The lawyer tells Adams, “Clean him up. Buy him a suit.”
Adams drives Otto to a department store where just this morning, searching the streets, he’d seen a blue serge suit in the window.
“Where the hell do you get off, buying me a suit I don’t want?” Otto snaps.
Ties run two for eight dollars. Adams gets a couple for himself.
Back at the office the lawyer signals her assistant to start the videotape machine.
“Are you married?” she begins.
“No, are you?” Otto says.
The lawyer begins again.
Adams tells Otto, “You’ll need a place to stay while your case is waiting to go to trial. It could take months. Why don’t you come back to Nebraska with me? I’ve got a place in the country now. It’s isolated. You can have it to yourself most of the time.”
“Does Pammy know about this place?”
“She never comes out.”
“She’s awfully upset with me.”
“You’ll never see her. I promise.”
“Sam, my man. What’s shakin’?” Pete has let his hair grow back. He’s wearing a sleeveless jersey.
“I’m trying to map the universe.”
“Heavy,” Pete says.
“Do you ever think about it? I mean, do you have a mental picture of what’s out there?”
“The universe, man, is a single sax note blown in the face of God.”
To Bob, it’s a series of cogs.
To Denny, a case of jewels.
Mary, the teenage girl who flirts with Pete between sets, doesn’t know but hopes it’s soft and cool, like sand at night. “Maybe they’ll teach me in college,” she says.
“No, books published one week are obsolete the next,” Adams tells her.

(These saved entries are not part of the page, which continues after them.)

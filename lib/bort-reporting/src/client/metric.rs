/*
 * SPDX-License-Identifier: Apache-2.0
 * Copyright 2023-2025 ByteDance and/or its affiliates.
 */

use std::sync::Arc;

use log::error;

use bort_types::metrics::{
    AggregationType, DataType, MetricType, MetricValue, NumericAgg, StateAgg,
};

use super::ReportingService;
use crate::delivery::DeliveryOutcome;
use crate::dispatch::Pending;
use crate::record::{MetricDefinition, MetricRecord, RecordError};

/// What a metric measures, which fixes how its samples are typed and
/// aggregated.
#[derive(Clone, Debug, PartialEq, Eq)]
pub enum MetricKind {
    Counter {
        sum_in_report: bool,
    },
    Distribution {
        aggregations: Vec<NumericAgg>,
    },
    StateTracker {
        aggregations: Vec<StateAgg>,
    },
    BoolStateTracker {
        aggregations: Vec<StateAgg>,
    },
    StringProperty {
        add_latest_to_report: bool,
    },
    NumberProperty {
        add_latest_to_report: bool,
    },
    Event {
        count_in_report: bool,
        latest_in_report: bool,
    },
}

impl MetricKind {
    pub fn metric_type(&self) -> MetricType {
        match self {
            MetricKind::Counter { .. } => MetricType::Counter,
            MetricKind::Distribution { .. } => MetricType::Gauge,
            MetricKind::StateTracker { .. }
            | MetricKind::BoolStateTracker { .. }
            | MetricKind::StringProperty { .. }
            | MetricKind::NumberProperty { .. } => MetricType::Property,
            MetricKind::Event { .. } => MetricType::Event,
        }
    }

    pub fn data_type(&self) -> DataType {
        match self {
            MetricKind::Counter { .. }
            | MetricKind::Distribution { .. }
            | MetricKind::NumberProperty { .. } => DataType::Double,
            MetricKind::StateTracker { .. }
            | MetricKind::StringProperty { .. }
            | MetricKind::Event { .. } => DataType::String,
            MetricKind::BoolStateTracker { .. } => DataType::Boolean,
        }
    }

    /// Whether the last value is carried into the next report period.
    pub fn carry_over_value(&self) -> bool {
        matches!(
            self,
            MetricKind::StateTracker { .. }
                | MetricKind::BoolStateTracker { .. }
                | MetricKind::StringProperty { .. }
                | MetricKind::NumberProperty { .. }
        )
    }

    pub fn aggregations(&self) -> Vec<AggregationType> {
        match self {
            MetricKind::Counter { sum_in_report } => {
                if *sum_in_report {
                    vec![NumericAgg::Sum.into()]
                } else {
                    vec![]
                }
            }
            MetricKind::Distribution { aggregations } => {
                aggregations.iter().map(|a| (*a).into()).collect()
            }
            MetricKind::StateTracker { aggregations }
            | MetricKind::BoolStateTracker { aggregations } => {
                aggregations.iter().map(|a| (*a).into()).collect()
            }
            MetricKind::StringProperty {
                add_latest_to_report,
            } => {
                if *add_latest_to_report {
                    vec![StateAgg::LatestValue.into()]
                } else {
                    vec![]
                }
            }
            MetricKind::NumberProperty {
                add_latest_to_report,
            } => {
                if *add_latest_to_report {
                    vec![NumericAgg::LatestValue.into()]
                } else {
                    vec![]
                }
            }
            MetricKind::Event {
                count_in_report,
                latest_in_report,
            } => {
                let mut aggregations: Vec<AggregationType> = Vec::with_capacity(2);
                if *count_in_report {
                    aggregations.push(NumericAgg::Count.into());
                }
                if *latest_in_report {
                    aggregations.push(StateAgg::LatestValue.into());
                }
                aggregations
            }
        }
    }
}

/// A metric bound to a report, ready to record samples.
#[derive(Clone)]
pub struct MetricHandle {
    service: Arc<ReportingService>,
    definition: Arc<MetricDefinition>,
}

impl MetricHandle {
    pub(crate) fn new(
        service: Arc<ReportingService>,
        report_type: &str,
        report_name: Option<&str>,
        name: &str,
        internal: bool,
        kind: &MetricKind,
    ) -> Self {
        let definition = MetricDefinition {
            event_name: name.to_string(),
            report_type: report_type.to_string(),
            report_name: report_name.map(str::to_string),
            aggregations: kind.aggregations(),
            internal,
            metric_type: kind.metric_type(),
            data_type: kind.data_type(),
            carry_over_value: kind.carry_over_value(),
        };
        MetricHandle {
            service,
            definition: Arc::new(definition),
        }
    }

    #[inline]
    pub fn definition(&self) -> &MetricDefinition {
        &self.definition
    }

    /// Record one sample.
    ///
    /// Fails only if the value does not fit the metric. Delivery problems are
    /// reported through the returned outcome.
    pub fn emit(
        &self,
        value: MetricValue,
        timestamp_ms: i64,
    ) -> Result<Pending<DeliveryOutcome>, RecordError> {
        let record = MetricRecord::new(self.definition.clone(), value, timestamp_ms)?;
        Ok(self.service.record(record))
    }

    pub(crate) fn emit_or_drop(
        &self,
        value: MetricValue,
        timestamp_ms: i64,
    ) -> Pending<DeliveryOutcome> {
        self.emit(value, timestamp_ms).unwrap_or_else(|e| {
            error!("metric {} not recorded: {e}", self.definition.event_name);
            Pending::ready(DeliveryOutcome::Dropped)
        })
    }
}
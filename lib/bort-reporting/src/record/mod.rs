/*
 * SPDX-License-Identifier: Apache-2.0
 * Copyright 2023-2025 ByteDance and/or its affiliates.
 */

use std::sync::Arc;

use thiserror::Error;

use bort_types::metrics::{AggregationType, DataType, DataTypeMismatch, MetricType, MetricValue};

mod decode;
pub use decode::SchemaComplianceError;

mod encode;
pub use encode::EncodeError;

mod report;
pub use report::{FinishReport, StartReport};

/// Schema version of the records built by this library.
pub const REPORTING_CLIENT_VERSION: u32 = 2;

pub(crate) mod field {
    pub(crate) const VERSION: &str = "version";
    pub(crate) const TIMESTAMP_MS: &str = "timestampMs";
    pub(crate) const REPORT_TYPE: &str = "reportType";
    pub(crate) const REPORT_NAME: &str = "reportName";
    pub(crate) const EVENT_NAME: &str = "eventName";
    pub(crate) const INTERNAL: &str = "internal";
    pub(crate) const AGGREGATIONS: &str = "aggregations";
    pub(crate) const VALUE: &str = "value";
    pub(crate) const METRIC_TYPE: &str = "metricType";
    pub(crate) const DATA_TYPE: &str = "dataType";
    pub(crate) const CARRY_OVER: &str = "carryOver";
    pub(crate) const START_NEXT_REPORT: &str = "startNextReport";
}

#[derive(Debug, Error)]
pub enum RecordError {
    #[error(transparent)]
    DataTypeMismatch(#[from] DataTypeMismatch),
    #[error("metric name must not be blank")]
    BlankEventName,
}

/// The part of a metric that stays the same for every sample.
#[derive(Clone, Debug, PartialEq)]
pub struct MetricDefinition {
    pub event_name: String,
    pub report_type: String,
    pub report_name: Option<String>,
    pub aggregations: Vec<AggregationType>,
    pub internal: bool,
    pub metric_type: MetricType,
    pub data_type: DataType,
    pub carry_over_value: bool,
}

/// One sample of a metric, as it travels on the wire.
///
/// A record is immutable once built. The value always matches the declared
/// data type, which is checked when the record is constructed.
#[derive(Clone, Debug, PartialEq)]
pub struct MetricRecord {
    definition: Arc<MetricDefinition>,
    timestamp_ms: i64,
    value: MetricValue,
    version: u32,
}

impl MetricRecord {
    pub fn new(
        definition: Arc<MetricDefinition>,
        value: MetricValue,
        timestamp_ms: i64,
    ) -> Result<Self, RecordError> {
        MetricRecord::with_version(definition, value, timestamp_ms, REPORTING_CLIENT_VERSION)
    }

    pub fn with_version(
        definition: Arc<MetricDefinition>,
        value: MetricValue,
        timestamp_ms: i64,
        version: u32,
    ) -> Result<Self, RecordError> {
        if definition.event_name.trim().is_empty() {
            return Err(RecordError::BlankEventName);
        }
        definition.data_type.verify(&value)?;
        Ok(MetricRecord {
            definition,
            timestamp_ms,
            value,
            version,
        })
    }

    #[inline]
    pub fn definition(&self) -> &MetricDefinition {
        &self.definition
    }

    #[inline]
    pub fn event_name(&self) -> &str {
        &self.definition.event_name
    }

    #[inline]
    pub fn report_type(&self) -> &str {
        &self.definition.report_type
    }

    #[inline]
    pub fn report_name(&self) -> Option<&str> {
        self.definition.report_name.as_deref()
    }

    #[inline]
    pub fn aggregations(&self) -> &[AggregationType] {
        &self.definition.aggregations
    }

    #[inline]
    pub fn internal(&self) -> bool {
        self.definition.internal
    }

    #[inline]
    pub fn metric_type(&self) -> MetricType {
        self.definition.metric_type
    }

    #[inline]
    pub fn data_type(&self) -> DataType {
        self.definition.data_type
    }

    #[inline]
    pub fn carry_over_value(&self) -> bool {
        self.definition.carry_over_value
    }

    #[inline]
    pub fn timestamp_ms(&self) -> i64 {
        self.timestamp_ms
    }

    #[inline]
    pub fn value(&self) -> &MetricValue {
        &self.value
    }

    #[inline]
    pub fn version(&self) -> u32 {
        self.version
    }
}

“Like music, you mean? Heavy metal was in for a while, then disco, then punk?”
“Sort of, yes.”
“Well, shit. What’s the point of going if everything I learn’s a golden oldie before I even get out of school?”
Otto has settled into the dome, an uneasy alliance with the computer. Adams introduces him to Rosa, hoping they’ll hit it off, but Rosa has recently purchased an ammunition belt (dummies) and insists on eating a box of chicken wings she has brought. Otto is leery.

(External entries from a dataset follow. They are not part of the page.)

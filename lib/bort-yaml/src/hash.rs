/*
 * SPDX-License-Identifier: Apache-2.0
 * Copyright 2023-2025 ByteDance and/or its affiliates.
 */

use anyhow::{Context, anyhow};
use yaml_rust::{Yaml, yaml};

pub fn foreach_kv<F>(table: &yaml::Hash, mut f: F) -> anyhow::Result<()>
where
    F: FnMut(&str, &Yaml) -> anyhow::Result<()>,
{
    for (k, v) in table.iter() {
        if let Yaml::String(key) = k {
            f(key, v).context(format!("failed to parse value of key {key}"))?;
        } else {
            return Err(anyhow!("key in hash should be string"));
        }
    }
    Ok(())
}
/*
 * SPDX-License-Identifier: Apache-2.0
 * Copyright 2023-2025 ByteDance and/or its affiliates.
 */

mod client;
pub use client::{
    BoolStateTracker, Counter, Distribution, Event, MetricHandle, MetricKind, NumberProperty,
    Report, ReportingClient, ReportingSinks, SessionReport, StateTracker, StringProperty,
    SuccessOrFailure,
};

mod config;
pub use config::{
    BackgroundDispatchConfig, DEFAULT_REMOTE_SERVICE, DispatchMode, ReportingClientConfig,
};

mod delivery;
pub use delivery::{DeliveryOutcome, DeliveryRouter};

mod dispatch;
pub use dispatch::Pending;

pub mod record;

pub mod sink;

“What makes you love black people so much?” he says.
“It’s not a question of love.” She licks her fingers. “It’s the wave of the future. Even if the spirits hadn’t told me, I’d have seen signs in this world.” “What signs?” Otto says.
“Poetry, music, theater, dance … the most vital art is being produced by minorities.”

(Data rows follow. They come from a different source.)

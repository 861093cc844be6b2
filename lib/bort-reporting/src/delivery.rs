/*
 * SPDX-License-Identifier: Apache-2.0
 * Copyright 2023-2025 ByteDance and/or its affiliates.
 */

use std::sync::Arc;
use std::sync::atomic::{AtomicU64, Ordering};
use std::time::{Duration, Instant};

use anyhow::anyhow;
use log::{error, warn};

use bort_types::metrics::{check_session_name, is_session_report};

use crate::record::{EncodeError, FinishReport, MetricRecord, StartReport};
use crate::sink::{Endpoint, PersistentEndpoints, PersistentSink, RemoteSink, RemoteSinkCache};

#[derive(Clone, Copy, Debug, PartialEq, Eq)]
pub enum DeliveryOutcome {
    /// Stored by the persistent sink.
    DeliveredPrimary,
    /// Handed to the remote sink.
    DeliveredFallback,
    /// Neither sink took it.
    Dropped,
    /// Refused before any sink was tried.
    Rejected,
}

impl DeliveryOutcome {
    pub fn is_success(&self) -> bool {
        matches!(
            self,
            DeliveryOutcome::DeliveredPrimary | DeliveryOutcome::DeliveredFallback
        )
    }
}

/// Session records need a valid session name before any sink is tried.
pub(crate) fn admit_record(record: &MetricRecord) -> bool {
    if is_session_report(record.report_type()) {
        if let Err(e) = check_session_name(record.report_name()) {
            warn!("metric {} rejected: {e}", record.event_name());
            return false;
        }
    }
    true
}

pub(crate) fn admit_report(report_type: &str, report_name: Option<&str>) -> bool {
    if is_session_report(report_type) {
        if let Err(e) = check_session_name(report_name) {
            warn!("{report_type} report rejected: {e}");
            return false;
        }
    }
    true
}

/// Delivers encoded records, trying the persistent sink before the remote one.
pub struct DeliveryRouter {
    persistent: Option<Arc<dyn PersistentSink>>,
    endpoints: PersistentEndpoints,
    remote: RemoteSinkCache,

    create_instant: Instant,
    error_report_interval: u64,
    last_error_report: AtomicU64,
}

impl DeliveryRouter {
    pub fn new(
        persistent: Option<Arc<dyn PersistentSink>>,
        endpoints: PersistentEndpoints,
        remote: RemoteSinkCache,
        error_report_interval: Duration,
    ) -> Self {
        DeliveryRouter {
            persistent,
            endpoints,
            remote,
            create_instant: Instant::now(),
            error_report_interval: error_report_interval.as_secs().max(1),
            last_error_report: AtomicU64::new(0),
        }
    }

    #[inline]
    pub fn remote(&self) -> &RemoteSinkCache {
        &self.remote
    }

    pub fn deliver(&self, record: &MetricRecord) -> DeliveryOutcome {
        if !admit_record(record) {
            return DeliveryOutcome::Rejected;
        }

        let json = match record.encode() {
            Ok(json) => json,
            Err(e) => {
                error!("failed to encode metric {}: {e}", record.event_name());
                return DeliveryOutcome::Dropped;
            }
        };

        self.route(Endpoint::AddMetric, &json, |sink, json| sink.add_value(json))
    }

    pub fn start_report(&self, report: &StartReport) -> bool {
        if !admit_report(&report.report_type, report.report_name.as_deref()) {
            return false;
        }
        self.route_report(Endpoint::StartReport, report.encode(), |sink, json| {
            sink.start_report(json)
        })
    }

    pub fn finish_report(&self, report: &FinishReport) -> bool {
        if !admit_report(&report.report_type, report.report_name.as_deref()) {
            return false;
        }
        self.route_report(Endpoint::FinishReport, report.encode(), |sink, json| {
            sink.finish_report(json)
        })
    }

    fn route_report<F>(
        &self,
        endpoint: Endpoint,
        encoded: Result<String, EncodeError>,
        remote_call: F,
    ) -> bool
    where
        F: Fn(&dyn RemoteSink, &str) -> anyhow::Result<()>,
    {
        match encoded {
            Ok(json) => self.route(endpoint, &json, remote_call).is_success(),
            Err(e) => {
                error!("failed to encode report: {e}");
                false
            }
        }
    }

    fn route<F>(&self, endpoint: Endpoint, json: &str, remote_call: F) -> DeliveryOutcome
    where
        F: Fn(&dyn RemoteSink, &str) -> anyhow::Result<()>,
    {
        match self.insert_persistent(endpoint, json) {
            Ok(()) => return DeliveryOutcome::DeliveredPrimary,
            Err(e) => self.report_unavailable(endpoint, e),
        }

        let Some(sink) = self.remote.get() else {
            warn!(
                "{endpoint:?} record dropped: remote service {} not available",
                self.remote.service_name()
            );
            return DeliveryOutcome::Dropped;
        };
        match remote_call(sink.as_ref(), json) {
            Ok(()) => DeliveryOutcome::DeliveredFallback,
            Err(e) => {
                warn!("{endpoint:?} record dropped: {e:?}");
                DeliveryOutcome::Dropped
            }
        }
    }

    fn insert_persistent(&self, endpoint: Endpoint, json: &str) -> anyhow::Result<()> {
        let Some(sink) = &self.persistent else {
            return Err(anyhow!("no persistent sink configured"));
        };
        let uri = self.endpoints.uri(endpoint);
        match sink.insert(&uri, &self.endpoints.value_key, json)? {
            Some(_) => Ok(()),
            None => Err(anyhow!("no row inserted at {uri}")),
        }
    }

    fn report_unavailable(&self, endpoint: Endpoint, e: anyhow::Error) {
        let time_slice = self.create_instant.elapsed().as_secs() / self.error_report_interval + 1;
        if self.last_error_report.swap(time_slice, Ordering::Relaxed) != time_slice {
            warn!("persistent sink unavailable for {endpoint:?}, falling back to remote: {e:?}");
        }
    }
}

#[cfg(test)]
mod tests {
    use super::*;
    use crate::record::MetricDefinition;
    use crate::sink::test::{SinkMode, TestPersistentSink, TestResolver};
    use bort_types::metrics::{
        AggregationType, DataType, HEARTBEAT_REPORT, MetricType, MetricValue, NumericAgg,
        SESSION_REPORT,
    };

    const ADD_URI: &str = "content://com.memfault.bort.metrics/add";

    fn build_router(persistent: SinkMode, remote: SinkMode) -> (DeliveryRouter, Rows, Rows) {
        let (persistent, persistent_rows) = TestPersistentSink::new(persistent);
        let (resolver, remote_rows) = TestResolver::new(remote);
        let router = DeliveryRouter::new(
            Some(persistent),
            PersistentEndpoints::default(),
            RemoteSinkCache::new("memfault_structured", Some(resolver)),
            Duration::from_secs(64),
        );
        (router, persistent_rows, remote_rows)
    }

    type Rows = Arc<std::sync::Mutex<Vec<(String, String)>>>;

    fn record(report_type: &str, report_name: Option<&str>) -> MetricRecord {
        let definition = MetricDefinition {
            event_name: "battery_drain".to_string(),
            report_type: report_type.to_string(),
            report_name: report_name.map(str::to_string),
            aggregations: vec![AggregationType::Numeric(NumericAgg::Sum)],
            internal: false,
            metric_type: MetricType::Counter,
            data_type: DataType::Double,
            carry_over_value: false,
        };
        MetricRecord::new(Arc::new(definition), MetricValue::Double(3.0), 1000).unwrap()
    }

    #[test]
    fn primary() {
        let (router, persistent, remote) = build_router(SinkMode::Accept, SinkMode::Accept);
        let r = record(HEARTBEAT_REPORT, None);
        assert_eq!(router.deliver(&r), DeliveryOutcome::DeliveredPrimary);

        let persistent = persistent.lock().unwrap();
        assert_eq!(persistent.len(), 1);
        assert_eq!(persistent[0].0, ADD_URI);
        assert_eq!(persistent[0].1, r.encode().unwrap());
        assert!(remote.lock().unwrap().is_empty());
        assert!(!router.remote().is_cached());
    }

    #[test]
    fn fallback() {
        for mode in [SinkMode::Ignore, SinkMode::Fail] {
            let (router, persistent, remote) = build_router(mode, SinkMode::Accept);
            let r = record(HEARTBEAT_REPORT, None);
            assert_eq!(router.deliver(&r), DeliveryOutcome::DeliveredFallback);
            assert!(persistent.lock().unwrap().is_empty());

            let remote = remote.lock().unwrap();
            assert_eq!(remote.len(), 1);
            assert_eq!(remote[0].0, "add_value");
            assert_eq!(remote[0].1, r.encode().unwrap());
        }
    }

    #[test]
    fn no_persistent_sink() {
        let (resolver, remote) = TestResolver::new(SinkMode::Accept);
        let router = DeliveryRouter::new(
            None,
            PersistentEndpoints::default(),
            RemoteSinkCache::new("memfault_structured", Some(resolver)),
            Duration::from_secs(64),
        );
        let r = record(HEARTBEAT_REPORT, None);
        assert_eq!(router.deliver(&r), DeliveryOutcome::DeliveredFallback);
        assert_eq!(router.deliver(&r), DeliveryOutcome::DeliveredFallback);
        assert_eq!(remote.lock().unwrap().len(), 2);
        assert!(router.remote().is_cached());
    }

    #[test]
    fn dropped() {
        let (router, _, _) = build_router(SinkMode::Fail, SinkMode::Fail);
        let r = record(HEARTBEAT_REPORT, None);
        assert_eq!(router.deliver(&r), DeliveryOutcome::Dropped);

        let (router, _, _) = build_router(SinkMode::Ignore, SinkMode::Ignore);
        assert_eq!(router.deliver(&r), DeliveryOutcome::Dropped);
        assert!(!router.remote().is_cached());
    }

    #[test]
    fn invalid_session() {
        let (router, persistent, remote) = build_router(SinkMode::Accept, SinkMode::Accept);
        for name in [None, Some("heartbeat"), Some("test metric")] {
            let r = record(SESSION_REPORT, name);
            assert_eq!(router.deliver(&r), DeliveryOutcome::Rejected);
        }
        assert!(persistent.lock().unwrap().is_empty());
        assert!(remote.lock().unwrap().is_empty());

        let r = record(SESSION_REPORT, Some("camera"));
        assert_eq!(router.deliver(&r), DeliveryOutcome::DeliveredPrimary);
    }

    #[test]
    fn reports() {
        let (router, persistent, remote) = build_router(SinkMode::Ignore, SinkMode::Accept);
        let start = StartReport::new(SESSION_REPORT, Some("camera"), 5);
        assert!(router.start_report(&start));
        let finish = FinishReport::new(SESSION_REPORT, Some("camera"), false, 6);
        assert!(router.finish_report(&finish));

        let start = StartReport::new(SESSION_REPORT, Some("daily-heartbeat"), 7);
        assert!(!router.start_report(&start));
        let finish = FinishReport::new(SESSION_REPORT, None, false, 8);
        assert!(!router.finish_report(&finish));
        assert!(persistent.lock().unwrap().is_empty());

        let remote = remote.lock().unwrap();
        let calls: Vec<&str> = remote.iter().map(|(call, _)| call.as_str()).collect();
        assert_eq!(calls, ["start_report", "finish_report"]);
        assert_eq!(
            remote[0].1,
            r#"{"reportType":"Session","reportName":"camera","version":2,"timestampMs":5}"#
        );

        let (router, persistent, _) = build_router(SinkMode::Accept, SinkMode::Fail);
        assert!(router.finish_report(&FinishReport::new(HEARTBEAT_REPORT, None, true, 9)));
        let persistent = persistent.lock().unwrap();
        assert_eq!(
            persistent[0].0,
            "content://com.memfault.bort.metrics/finish-report"
        );

        let (router, _, _) = build_router(SinkMode::Fail, SinkMode::Fail);
        assert!(!router.start_report(&StartReport::new(HEARTBEAT_REPORT, None, 10)));
    }

    #[test]
    fn encode_defect() {
        let (router, persistent, remote) = build_router(SinkMode::Accept, SinkMode::Accept);
        let definition = MetricDefinition {
            event_name: "ratio".to_string(),
            report_type: HEARTBEAT_REPORT.to_string(),
            report_name: None,
            aggregations: vec![],
            internal: false,
            metric_type: MetricType::Gauge,
            data_type: DataType::Double,
            carry_over_value: false,
        };
        let r = MetricRecord::new(Arc::new(definition), f64::NAN.into(), 1).unwrap();
        assert_eq!(router.deliver(&r), DeliveryOutcome::Dropped);
        assert!(persistent.lock().unwrap().is_empty());
        assert!(remote.lock().unwrap().is_empty());
    }
}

“What’s art got to do with it?”
“Art reflects changes in the world. The imagination of the white Anglo-Saxon male has run out of gas. Read their books. They’re all depressed.”
“Let’s eat,” Adams says.
“That woman’s crazy as hell,” Otto tells Adams once Rosa is gone.
“I know.”
“Why do you hang around a woman that’s crazy as hell?”
“She’s kind to the children. Keeps me company.”
“Married?”
“Widow.”
“Probably talked her husband into the ground. Although …” Otto props his feet on Adams’ stone table. “She’s got a point about the signs. I used to figure out what was happening in the country by looking at the ads we painted. Whatever ails you, that’s what we put on our billboards. When I first started painting, it was just stomach disorders and colds, then it was female troubles and I knew if that’s what people were reading signs about they were talking a whole lot more about screwing than they used to. I coulda told you there was going to be a sexual revolution years before it happened. You just got to watch what’s ailing folks.”
The tips of weeds in the field behind his yard sparkle like spurs. Bright quarter-moon. Wooden roofs on nearby houses resemble rough thatch.
The man in Adams’ yard crouches by the fence, elbow on leg, free palm to the ground. The same man who appeared in the yard months ago. Quickly, Adams slips past the front door, circles the house, and approaches the man, stealthily, from the rear. A light mist is falling. He lifts the latch on the gate. The stranger has not moved. Adams steps forward, not too close. “Can I help you?” he says.
The man turns, keeping his face in shadow. He pushes away but trips over Adams’ right foot. Together the men fall in a bed of wet leaves. The stranger tries to rise, slips again. Adams holds his shoulders.